Discussing investor behaviour, Mehra highlighted how sentiment-driven choices typically result in poor timing.
“In the event you take a look at the markets within the final couple of months, SIP numbers have turned damaging. The variety of accounts has additionally turned damaging. Indian buyers have been very jittery. In the event you plot long-term information, mutual fund inflows peak round market peaks and backside out round market bottoms. People act out of feelings, which mislead you utterly.”
She confused the significance of staying invested in periods of panic.
“When you find yourself panicking is when it’s essential to stay available in the market. That’s the superpower: don’t get out when your thoughts is screaming get out.”
Mehra additionally identified the shift in sentiment round India.

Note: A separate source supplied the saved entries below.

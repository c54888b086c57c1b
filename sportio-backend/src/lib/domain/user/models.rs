use std::fmt;
use std::str::FromStr;

use auth::TokenPair;
use auth::TokenSubject;
use chrono::DateTime;
use chrono::Utc;

use crate::user::errors::EmailError;
use crate::user::errors::FullNameError;
use crate::user::errors::SkillLevelError;
use crate::user::errors::UserIdError;

/// User aggregate entity.
///
/// `password_hash` never leaves the domain; HTTP views are built field by field.
#[derive(Debug, Clone, PartialEq)]
pub struct User {
    pub id: UserId,
    pub email: EmailAddress,
    pub password_hash: String,
    pub full_name: FullName,
    pub avatar_url: Option<String>,
    pub avatar_initials: String,
    pub skill_level: SkillLevel,
    pub games_played: i32,
    pub bio: Option<String>,
    pub member_since: DateTime<Utc>,
    pub created_at: DateTime<Utc>,
    pub updated_at: DateTime<Utc>,
}

impl User {
    /// Identity embedded in issued tokens.
    pub fn token_subject(&self) -> TokenSubject {
        TokenSubject {
            user_id: self.id.0,
            email: self.email.as_str().to_string(),
            full_name: self.full_name.as_str().to_string(),
        }
    }
}

/// A user that has not been persisted yet; storage assigns the id.
#[derive(Debug, Clone, PartialEq)]
pub struct NewUser {
    pub email: EmailAddress,
    pub password_hash: String,
    pub full_name: FullName,
    pub avatar_initials: String,
    pub skill_level: SkillLevel,
    pub games_played: i32,
    pub member_since: DateTime<Utc>,
    pub created_at: DateTime<Utc>,
    pub updated_at: DateTime<Utc>,
}

impl NewUser {
    /// Build a fresh account with registration defaults.
    pub fn register(email: EmailAddress, password_hash: String, full_name: FullName) -> Self {
        let now = Utc::now();
        Self {
            avatar_initials: avatar_initials(full_name.as_str()),
            email,
            password_hash,
            full_name,
            skill_level: SkillLevel::Beginner,
            games_played: 0,
            member_since: now,
            created_at: now,
            updated_at: now,
        }
    }

    /// Attach the storage-assigned id.
    pub fn with_id(self, id: UserId) -> User {
        User {
            id,
            email: self.email,
            password_hash: self.password_hash,
            full_name: self.full_name,
            avatar_url: None,
            avatar_initials: self.avatar_initials,
            skill_level: self.skill_level,
            games_played: self.games_played,
            bio: None,
            member_since: self.member_since,
            created_at: self.created_at,
            updated_at: self.updated_at,
        }
    }
}

/// User unique identifier type
#[derive(Debug, Clone, Copy, PartialEq, Eq, Hash, PartialOrd, Ord)]
pub struct UserId(pub i64);

impl UserId {
    /// Parse a user ID from a path segment.
    ///
    /// # Errors
    /// * `InvalidFormat` - String is not a positive integer
    pub fn from_string(s: &str) -> Result<Self, UserIdError> {
        match s.parse::<i64>() {
            Ok(id) if id > 0 => Ok(UserId(id)),
            _ => Err(UserIdError::InvalidFormat(s.to_string())),
        }
    }
}

impl fmt::Display for UserId {
    fn fmt(&self, f: &mut fmt::Formatter<'_>) -> fmt::Result {
        self.0.fmt(f)
    }
}

/// Normalized email address.
///
/// Trimmed and lowercased on construction, then checked against RFC 5322.
/// Two addresses differing only in case or surrounding whitespace compare equal.
#[derive(Debug, Clone, PartialEq, Eq, Hash)]
pub struct EmailAddress(String);

impl EmailAddress {
    /// Normalize and validate an email address.
    ///
    /// # Errors
    /// * `Empty` - Blank input
    /// * `InvalidFormat` - Normalized value does not conform to RFC 5322
    pub fn new(email: impl AsRef<str>) -> Result<Self, EmailError> {
        let normalized = email.as_ref().trim().to_lowercase();
        if normalized.is_empty() {
            return Err(EmailError::Empty);
        }

        email_address::EmailAddress::from_str(&normalized)
            .map(|_| EmailAddress(normalized))
            .map_err(|e| EmailError::InvalidFormat(e.to_string()))
    }

    pub fn as_str(&self) -> &str {
        &self.0
    }
}

impl fmt::Display for EmailAddress {
    fn fmt(&self, f: &mut fmt::Formatter<'_>) -> fmt::Result {
        self.0.fmt(f)
    }
}

/// Trimmed display name, 2 to 255 characters.
#[derive(Debug, Clone, PartialEq, Eq)]
pub struct FullName(String);

impl FullName {
    const MIN_LENGTH: usize = 2;
    const MAX_LENGTH: usize = 255;

    /// # Errors
    /// * `Empty` - Blank input
    /// * `TooShort` / `TooLong` - Trimmed length out of range
    pub fn new(full_name: impl AsRef<str>) -> Result<Self, FullNameError> {
        let trimmed = full_name.as_ref().trim();
        let length = trimmed.chars().count();

        if length == 0 {
            Err(FullNameError::Empty)
        } else if length < Self::MIN_LENGTH {
            Err(FullNameError::TooShort {
                min: Self::MIN_LENGTH,
                actual: length,
            })
        } else if length > Self::MAX_LENGTH {
            Err(FullNameError::TooLong {
                max: Self::MAX_LENGTH,
                actual: length,
            })
        } else {
            Ok(Self(trimmed.to_string()))
        }
    }

    pub fn as_str(&self) -> &str {
        &self.0
    }
}

/// Self-declared playing level.
#[derive(Debug, Clone, Copy, PartialEq, Eq, Hash)]
pub enum SkillLevel {
    Beginner,
    Intermediate,
    Advanced,
    AllLevels,
}

impl SkillLevel {
    pub fn as_str(&self) -> &'static str {
        match self {
            SkillLevel::Beginner => "Beginner",
            SkillLevel::Intermediate => "Intermediate",
            SkillLevel::Advanced => "Advanced",
            SkillLevel::AllLevels => "All levels",
        }
    }
}

impl FromStr for SkillLevel {
    type Err = SkillLevelError;

    fn from_str(s: &str) -> Result<Self, Self::Err> {
        match s {
            "Beginner" => Ok(SkillLevel::Beginner),
            "Intermediate" => Ok(SkillLevel::Intermediate),
            "Advanced" => Ok(SkillLevel::Advanced),
            "All levels" => Ok(SkillLevel::AllLevels),
            other => Err(SkillLevelError::Unknown(other.to_string())),
        }
    }
}

impl fmt::Display for SkillLevel {
    fn fmt(&self, f: &mut fmt::Formatter<'_>) -> fmt::Result {
        f.write_str(self.as_str())
    }
}

/// Width of the `users.avatar_initials` column.
pub const MAX_AVATAR_INITIALS: usize = 4;

/// Derive avatar initials from a full name.
///
/// One word yields its first two characters, several words yield the first
/// character of the first and last word. Always uppercased, then cut to
/// `MAX_AVATAR_INITIALS` since uppercasing can expand a character (`ß` -> `SS`).
pub fn avatar_initials(full_name: &str) -> String {
    let parts: Vec<&str> = full_name.split_whitespace().collect();

    let initials: String = match parts.as_slice() {
        [] => return String::new(),
        [single] => single.chars().take(2).collect(),
        [first, .., last] => first.chars().take(1).chain(last.chars().take(1)).collect(),
    };

    initials
        .to_uppercase()
        .chars()
        .take(MAX_AVATAR_INITIALS)
        .collect()
}

/// Validated registration input.
#[derive(Debug)]
pub struct RegisterCommand {
    pub email: EmailAddress,
    pub password: String,
    pub confirm_password: String,
    pub full_name: FullName,
}

/// Validated login input.
#[derive(Debug)]
pub struct LoginCommand {
    pub email: EmailAddress,
    pub password: String,
}

/// Result of a successful registration or login.
#[derive(Debug, Clone)]
pub struct AuthSession {
    pub user: User,
    pub tokens: TokenPair,
}

#[cfg(test)]
mod tests {
    use super::*;

    #[test]
    fn test_initials_two_words() {
        assert_eq!(avatar_initials("John Doe"), "JD");
    }

    #[test]
    fn test_initials_single_word() {
        assert_eq!(avatar_initials("Madonna"), "MA");
        assert_eq!(avatar_initials("x"), "X");
    }

    #[test]
    fn test_initials_blank() {
        assert_eq!(avatar_initials(""), "");
        assert_eq!(avatar_initials("   "), "");
    }

    #[test]
    fn test_initials_fit_column_when_uppercasing_expands() {
        let ligatures = FullName::new("\u{FB03}\u{FB03}").expect("two characters is a valid name");
        let initials = avatar_initials(ligatures.as_str());
        assert_eq!(initials, "FFIF");
        assert!(initials.chars().count() <= MAX_AVATAR_INITIALS);

        let initials = avatar_initials("\u{FB03}lan \u{DF}mith");
        assert_eq!(initials, "FFIS");
        assert!(initials.chars().count() <= MAX_AVATAR_INITIALS);
    }

    #[test]
    fn test_initials_uses_first_and_last_word() {
        assert_eq!(avatar_initials("  mary   ann  smith "), "MS");
    }

    #[test]
    fn test_email_normalized() {
        let email = EmailAddress::new("  John.Doe@Sportio.COM ").unwrap();
        assert_eq!(email.as_str(), "john.doe@sportio.com");
        assert_eq!(email, EmailAddress::new("john.doe@sportio.com").unwrap());
    }

    #[test]
    fn test_email_rejects_invalid() {
        assert_eq!(EmailAddress::new("   "), Err(EmailError::Empty));
        assert!(matches!(
            EmailAddress::new("invalidemail"),
            Err(EmailError::InvalidFormat(_))
        ));
    }

    #[test]
    fn test_full_name_trimmed_and_bounded() {
        assert_eq!(FullName::new("  John Doe ").unwrap().as_str(), "John Doe");
        assert_eq!(FullName::new(" "), Err(FullNameError::Empty));
        assert!(matches!(
            FullName::new("J"),
            Err(FullNameError::TooShort { .. })
        ));
        assert!(matches!(
            FullName::new("a".repeat(256)),
            Err(FullNameError::TooLong { .. })
        ));
    }

    #[test]
    fn test_skill_level_round_trip() {
        for level in [
            SkillLevel::Beginner,
            SkillLevel::Intermediate,
            SkillLevel::Advanced,
            SkillLevel::AllLevels,
        ] {
            assert_eq!(level.as_str().parse::<SkillLevel>().unwrap(), level);
        }
        assert!("Expert".parse::<SkillLevel>().is_err());
    }

    #[test]
    fn test_user_id_parsing() {
        assert_eq!(UserId::from_string("42").unwrap(), UserId(42));
        assert!(UserId::from_string("abc").is_err());
        assert!(UserId::from_string("0").is_err());
    }

    #[test]
    fn test_register_defaults() {
        let user = NewUser::register(
            EmailAddress::new("john@sportio.com").unwrap(),
            "$argon2id$hash".to_string(),
            FullName::new("John Doe").unwrap(),
        );
        assert_eq!(user.avatar_initials, "JD");
        assert_eq!(user.skill_level, SkillLevel::Beginner);
        assert_eq!(user.games_played, 0);
        assert_eq!(user.member_since, user.created_at);
        assert_eq!(user.created_at, user.updated_at);
    }
}
use std::sync::OnceLock;

use chrono::Duration;
use chrono::Utc;

use crate::jwt::Claims;
use crate::jwt::JwtError;
use crate::jwt::JwtHandler;
use crate::jwt::TokenSubject;
use crate::jwt::TokenType;
use crate::password::PasswordError;
use crate::password::PasswordHasher;

/// Lifetimes of the two token kinds issued per authentication event.
#[derive(Debug, Clone, Copy, PartialEq, Eq)]
pub struct TokenLifetimes {
    pub access: Duration,
    pub refresh: Duration,
}

impl Default for TokenLifetimes {
    fn default() -> Self {
        Self {
            access: Duration::hours(24),
            refresh: Duration::days(7),
        }
    }
}

const UNKNOWN_ACCOUNT_PASSWORD: &str = "unknown-account-placeholder";

/// Authentication coordinator combining password verification and JWT generation.
///
/// Holds the signing key and token lifetimes, both fixed for the life of the
/// process.
pub struct Authenticator {
    password_hasher: PasswordHasher,
    jwt_handler: JwtHandler,
    lifetimes: TokenLifetimes,
    /// Hash verified for accounts that do not exist, built with the current hasher.
    dummy_hash: OnceLock<String>,
}

/// Tokens handed out after a successful registration or login.
#[derive(Debug, Clone, PartialEq, Eq)]
pub struct TokenPair {
    pub access_token: String,
    /// Issued alongside the access token; nothing redeems it yet.
    pub refresh_token: String,
    /// Access token lifetime in milliseconds
    pub expires_in: i64,
}

/// Authentication operation errors.
#[derive(Debug, thiserror::Error)]
pub enum AuthenticationError {
    #[error("Invalid credentials")]
    InvalidCredentials,

    #[error("Password error: {0}")]
    PasswordError(#[from] PasswordError),

    #[error("JWT error: {0}")]
    JwtError(#[from] JwtError),
}

impl Authenticator {
    /// Create a new authenticator with the default password hasher.
    ///
    /// # Arguments
    /// * `jwt_secret` - Secret key for JWT signing
    /// * `lifetimes` - Access and refresh token TTLs
    pub fn new(jwt_secret: &[u8], lifetimes: TokenLifetimes) -> Self {
        Self {
            password_hasher: PasswordHasher::new(),
            jwt_handler: JwtHandler::new(jwt_secret),
            lifetimes,
            dummy_hash: OnceLock::new(),
        }
    }

    /// Replace the password hasher, e.g. to apply a configured cost.
    pub fn with_password_hasher(mut self, password_hasher: PasswordHasher) -> Self {
        self.password_hasher = password_hasher;
        self.dummy_hash = OnceLock::new();
        self
    }

    /// Hash a password for storage.
    ///
    /// # Errors
    /// * `PasswordError` - Hashing operation failed
    pub fn hash_password(&self, password: &str) -> Result<String, PasswordError> {
        self.password_hasher.hash(password)
    }

    /// Check a plaintext password against a stored hash.
    ///
    /// # Errors
    /// * `PasswordError` - Stored hash is malformed
    pub fn verify_password(&self, password: &str, stored_hash: &str) -> Result<bool, PasswordError> {
        self.password_hasher.verify(password, stored_hash)
    }

    /// Verify credentials and issue an access/refresh token pair.
    ///
    /// # Arguments
    /// * `password` - Plaintext password to verify
    /// * `stored_hash` - Stored password hash
    /// * `subject` - Identity to embed in the tokens
    ///
    /// # Errors
    /// * `InvalidCredentials` - Password does not match
    /// * `PasswordError` - Password verification failed
    /// * `JwtError` - Token generation failed
    pub fn authenticate(
        &self,
        password: &str,
        stored_hash: &str,
        subject: &TokenSubject,
    ) -> Result<TokenPair, AuthenticationError> {
        if !self.verify_password(password, stored_hash)? {
            return Err(AuthenticationError::InvalidCredentials);
        }

        Ok(self.issue_tokens(subject)?)
    }

    /// Reject a login for an account that does not exist.
    ///
    /// Runs one verification against a placeholder hash so the caller takes as
    /// long as it would for a wrong password on a real account.
    pub fn reject_unknown_account(&self, password: &str) -> AuthenticationError {
        let dummy_hash = self.dummy_hash.get_or_init(|| {
            self.password_hasher
                .hash(UNKNOWN_ACCOUNT_PASSWORD)
                .unwrap_or_default()
        });
        let _ = self.verify_password(password, dummy_hash);

        AuthenticationError::InvalidCredentials
    }

    /// Issue an access/refresh token pair without password verification.
    ///
    /// Used right after registration, where the password was just set.
    ///
    /// # Errors
    /// * `JwtError` - Token generation failed
    pub fn issue_tokens(&self, subject: &TokenSubject) -> Result<TokenPair, JwtError> {
        Ok(TokenPair {
            access_token: self.issue_token(subject, TokenType::Access)?,
            refresh_token: self.issue_token(subject, TokenType::Refresh)?,
            expires_in: self.lifetimes.access.num_milliseconds(),
        })
    }

    /// Sign a single token of the given kind with its configured lifetime.
    ///
    /// # Errors
    /// * `JwtError` - Token generation failed
    pub fn issue_token(
        &self,
        subject: &TokenSubject,
        token_type: TokenType,
    ) -> Result<String, JwtError> {
        let ttl = match token_type {
            TokenType::Access => self.lifetimes.access,
            TokenType::Refresh => self.lifetimes.refresh,
        };
        self.issue_token_with_ttl(subject, token_type, ttl)
    }

    /// Sign a token valid for `ttl` from now.
    ///
    /// # Errors
    /// * `JwtError` - Token generation failed
    pub fn issue_token_with_ttl(
        &self,
        subject: &TokenSubject,
        token_type: TokenType,
        ttl: Duration,
    ) -> Result<String, JwtError> {
        let claims = Claims::new(subject, token_type, Utc::now(), ttl);
        self.jwt_handler.encode(&claims)
    }

    /// Validate and decode a token.
    ///
    /// # Errors
    /// * `InvalidToken` - Signature, structure or expiry check failed
    pub fn validate_token(&self, token: &str) -> Result<Claims, JwtError> {
        self.jwt_handler.decode(token)
    }
}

“A year-and-a-half in the past, each fund supervisor was promoting the India progress story. Now, all of the sudden, the narrative has flipped and individuals are solely speaking about dangers. Sentiment is all the time a contra indicator. When sentiment is extraordinarily damaging, future returns are typically above regular. So probability-wise, we’re taking a look at a greater 12 months forward.”
“US isn’t the globe: diversification is essential”

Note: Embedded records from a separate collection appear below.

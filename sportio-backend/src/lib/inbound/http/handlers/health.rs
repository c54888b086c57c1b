use axum::http::StatusCode;
use chrono::DateTime;
use chrono::Utc;
use serde::Serialize;

use super::ApiSuccess;

pub async fn health() -> ApiSuccess<HealthResponseData> {
    ApiSuccess::new(
        StatusCode::OK,
        HealthResponseData {
            status: "UP",
            timestamp: Utc::now(),
            service: env!("CARGO_PKG_NAME"),
            version: env!("CARGO_PKG_VERSION"),
        },
    )
}

#[derive(Debug, Clone, PartialEq, Eq, Serialize)]
pub struct HealthResponseData {
    pub status: &'static str,
    pub timestamp: DateTime<Utc>,
    pub service: &'static str,
    pub version: &'static str,
}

On portfolio technique, Mehra reiterated her long-standing view that diversification throughout geographies and property stays crucial.
“It’s best to all the time have a diversified portfolio. However the US isn’t the globe. Folks suppose shopping for a US index or just a few well-known shares is sufficient, however that’s not adequate diversification. It’s higher than being in a single market, however not an entire lot higher.”

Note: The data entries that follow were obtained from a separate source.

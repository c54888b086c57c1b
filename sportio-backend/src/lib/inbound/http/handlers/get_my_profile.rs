use axum::extract::State;
use axum::http::StatusCode;

use super::ApiError;
use super::ApiSuccess;
use crate::inbound::http::messages::ProfileData;
use crate::inbound::http::middleware::AuthenticatedUser;
use crate::inbound::http::router::AppState;

pub async fn get_my_profile(
    State(state): State<AppState>,
    AuthenticatedUser(user): AuthenticatedUser,
) -> Result<ApiSuccess<ProfileData>, ApiError> {
    state
        .profile_service
        .get_full_profile(&user.id)
        .await
        .map_err(ApiError::from)
        .map(|ref profile| ApiSuccess::new(StatusCode::OK, profile.into()))
}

She defined how world positioning has already shifted throughout areas.
“We now have been underweight the US for nearly a year-and-a-half. We went obese Europe and China and added markets like Malaysia and Mexico, that are beneath the radar for many buyers.”
Warning towards focus in a handful of world shares, she added:
“Folks suppose shopping for the so-called Magnificent Seven will save them. That labored for a few years, however in 2025 the management narrowed and now a number of of these shares are underperforming. The baton has already handed, however buyers are nonetheless chasing yesterday’s winners.”
“No straightforward solutions in world investing”
Mehra additionally cautioned towards over-simplified world funding merchandise and techniques.
“There aren’t any straightforward solutions. I’m sceptical about schemes being launched with out experience in world markets. Many have underperformed as a result of they invested in yesterday’s shares as an alternative of monitoring what is occurring right this moment and anticipating what comes subsequent. In the event you go world, it should be with actual experience.”